There are multiple reasons why giving labour a central role in competition is difficult.
The role of technological change and “creative destruction” is a major source of growth and productivity gains. Creative destruction has unavoidable adverse effects on certain jobs that need to be lost for others to be created. Job losses may be as important as job gains to the process of job growth over time. Tampering with this process of creative destruction may backfire and lead to lower job growth.
Wages are holistic, including insurance, pensions, training, compensation growth prospects, and benefits related to location and the stress level.
The very definition of labour markets is difficult to grasp. Given the fluidity of labour competencies (a manager may leave to become a teacher, a teacher may leave to become an adviser, etc.) and worker mobility (a butcher in Montréal may become a butcher in Toronto), this will be difficult to practically implement in competition analysis.
Competition may take some time to materialize, particularly in labour markets.
Here’s an analogy: Once seated, a restaurant-goer may decide to leave after seeing the prices of the different meals. But leaving is costly. The consumer’s decision will often be to choose a reasonably priced meal, but never come back to that restaurant. Eventually, the restaurant will lose its clientele and be forced to shut down. Similarly, leaving a job to take a new one at a higher wage takes some time to materialize. Workers must search for a new job, possibly in a different industry or city. Searching and moving are costly activities. But eventually, a low-wage employer will lose its workforce. Hiring and training new workers as well as adjusting wages are costly activities for the firm. The exercise of market power is tricky and may be profitable in the short-term but costly in the long-term. Market power in static versus dynamic environments are very different realities.

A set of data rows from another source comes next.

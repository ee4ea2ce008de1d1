//! HTTP client for the portfolio backend REST API.

use async_trait::async_trait;
use reqwest::{Method, RequestBuilder};
use serde::{de::DeserializeOwned, Deserialize, Serialize};
use std::time::Duration;

use super::{ExchangeApi, TaskBackend};
use crate::{
    error::{AppError, Result},
    types::{
        AsyncTaskResponse, ExchangeAccount, ExchangeSetupPayload, Location,
        SavingsCollectionResponse, SavingsFilter, TaskId, TaskStatus,
    },
};

/// API version prefix.
const API_PREFIX: &str = "api/1";

/// Response envelope used by every endpoint.
#[derive(Debug, Deserialize)]
struct ActionResult<T> {
    result: Option<T>,
    #[serde(default)]
    message: String,
}

/// Identifies an account in removal requests.
#[derive(Debug, Serialize)]
struct AccountKey<'a> {
    name: &'a str,
    location: Location,
}

/// Savings filter plus the query mode flag.
#[derive(Debug, Serialize)]
struct SavingsRequest<'a> {
    #[serde(flatten)]
    filter: &'a SavingsFilter,
    async_query: bool,
}

/// Backend REST client.
#[derive(Clone)]
pub struct BackendClient {
    client: reqwest::Client,
    base_url: String,
}

impl BackendClient {
    /// Create a new backend client.
    ///
    /// Note: This does NOT make any network calls.
    pub fn new(base_url: &str, timeout: Duration) -> Result<Self> {
        if !base_url.starts_with("http://") && !base_url.starts_with("https://") {
            return Err(AppError::Config(format!("Invalid backend URL: {}", base_url)));
        }

        let client = reqwest::Client::builder()
            .timeout(timeout)
            .build()
            .map_err(|e| AppError::Transport(format!("Failed to create HTTP client: {}", e)))?;

        tracing::info!(backend_url = %base_url, "Backend client created");

        Ok(Self { client, base_url: base_url.trim_end_matches('/').to_string() })
    }

    /// Absolute URL of an API path.
    fn url(&self, path: &str) -> String {
        format!("{}/{}/{}", self.base_url, API_PREFIX, path.trim_start_matches('/'))
    }

    fn request(&self, method: Method, path: &str) -> RequestBuilder {
        self.client.request(method, self.url(path))
    }

    /// Send a request and unwrap the response envelope.
    async fn send<T: DeserializeOwned>(&self, request: RequestBuilder) -> Result<T> {
        let response = request.send().await?;
        let status = response.status();
        let body = response.text().await?;

        let envelope: ActionResult<T> = match serde_json::from_str(&body) {
            Ok(envelope) => envelope,
            Err(e) if status.is_success() => {
                return Err(AppError::Parse(format!("Malformed backend response: {}", e)))
            }
            Err(_) => return Err(AppError::Api(format!("Backend returned status {}", status))),
        };

        unwrap_envelope(envelope, status.is_success())
    }
}

fn unwrap_envelope<T>(envelope: ActionResult<T>, success: bool) -> Result<T> {
    match envelope.result {
        Some(result) if success => Ok(result),
        _ if envelope.message.is_empty() => {
            Err(AppError::Api("Backend returned no result".to_string()))
        }
        _ => Err(AppError::Api(envelope.message)),
    }
}

#[async_trait]
impl ExchangeApi for BackendClient {
    async fn list_exchanges(&self) -> Result<Vec<ExchangeAccount>> {
        self.send(self.request(Method::GET, "exchanges")).await
    }

    async fn query_exchange_balances(
        &self,
        location: Location,
        ignore_cache: bool,
    ) -> Result<TaskId> {
        tracing::debug!(location = %location, ignore_cache, "Requesting exchange balances");

        let request = self
            .request(Method::GET, &format!("exchanges/balances/{}", location))
            .query(&[("async_query", "true"), ("ignore_cache", bool_str(ignore_cache))]);

        let response: AsyncTaskResponse = self.send(request).await?;
        Ok(response.task_id)
    }

    async fn remove_exchange(&self, account: &ExchangeAccount) -> Result<bool> {
        let body = AccountKey { name: &account.name, location: account.location };
        self.send(self.request(Method::DELETE, "exchanges").json(&body)).await
    }

    async fn setup_exchange(&self, payload: &ExchangeSetupPayload, edit: bool) -> Result<bool> {
        let method = if edit { Method::PATCH } else { Method::PUT };
        self.send(self.request(method, "exchanges").json(payload)).await
    }

    async fn query_savings_cache(
        &self,
        filter: &SavingsFilter,
    ) -> Result<SavingsCollectionResponse> {
        let body = SavingsRequest { filter, async_query: false };
        let path = format!("exchanges/{}/savings", filter.location);
        self.send(self.request(Method::POST, &path).json(&body)).await
    }

    async fn start_savings_refresh(&self, filter: &SavingsFilter) -> Result<TaskId> {
        let body = SavingsRequest { filter, async_query: true };
        let path = format!("exchanges/{}/savings", filter.location);
        let response: AsyncTaskResponse =
            self.send(self.request(Method::POST, &path).json(&body)).await?;
        Ok(response.task_id)
    }
}

#[async_trait]
impl TaskBackend for BackendClient {
    async fn query_task(&self, task_id: TaskId) -> Result<TaskStatus> {
        self.send(self.request(Method::GET, &format!("tasks/{}", task_id))).await
    }
}

fn bool_str(value: bool) -> &'static str {
    if value {
        "true"
    } else {
        "false"
    }
}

Similarly, in a competitive equilibrium, there is no shortage of workers. If a firm or group of firms have market power on given labour markets (or any input markets), the non-competitive equilibrium wage on those markets will settle at a level lower than the competitive wage. At that non-competitive equilibrium wage, firms would like to hire more workers (they will have a shortage of workers, possibly through unfilled job openings or vacancies), but refrain from hiring to avoid having to increase wages. Being starved for labour is symptomatic of monopsonistic and oligopolistic firms. Subsidizing firms, one way or another, in such contexts would be an anti-competitive policy.
Workers have competitive recourse. For example, the existence of a countervailing worker power, through unions and recruiters. How would these factors feature into a competitive analysis?
Regulations on mobility and credential recognition in numerous industries are impediments to productivity gains and hence wage growth and increases in living standards as whole. They increase prices for consumers (who are workers in other sectors) but increase wages in the sector with restrictions.
How should governments give labour markets a central role in competition analysis? They should start by declaring illegal the numerous restrictions to mobility in professions and trades. They should also consider abolishing regulations on certification for professionals who are not in direct contact with the public when it is difficult or costly for the public to be educated or informed about the quality of service. Those certification rules in medicine, engineering, law, industrial relations, and numerous other fields are constraints on competition intensity and worsen outcomes for workers as a whole in Canada.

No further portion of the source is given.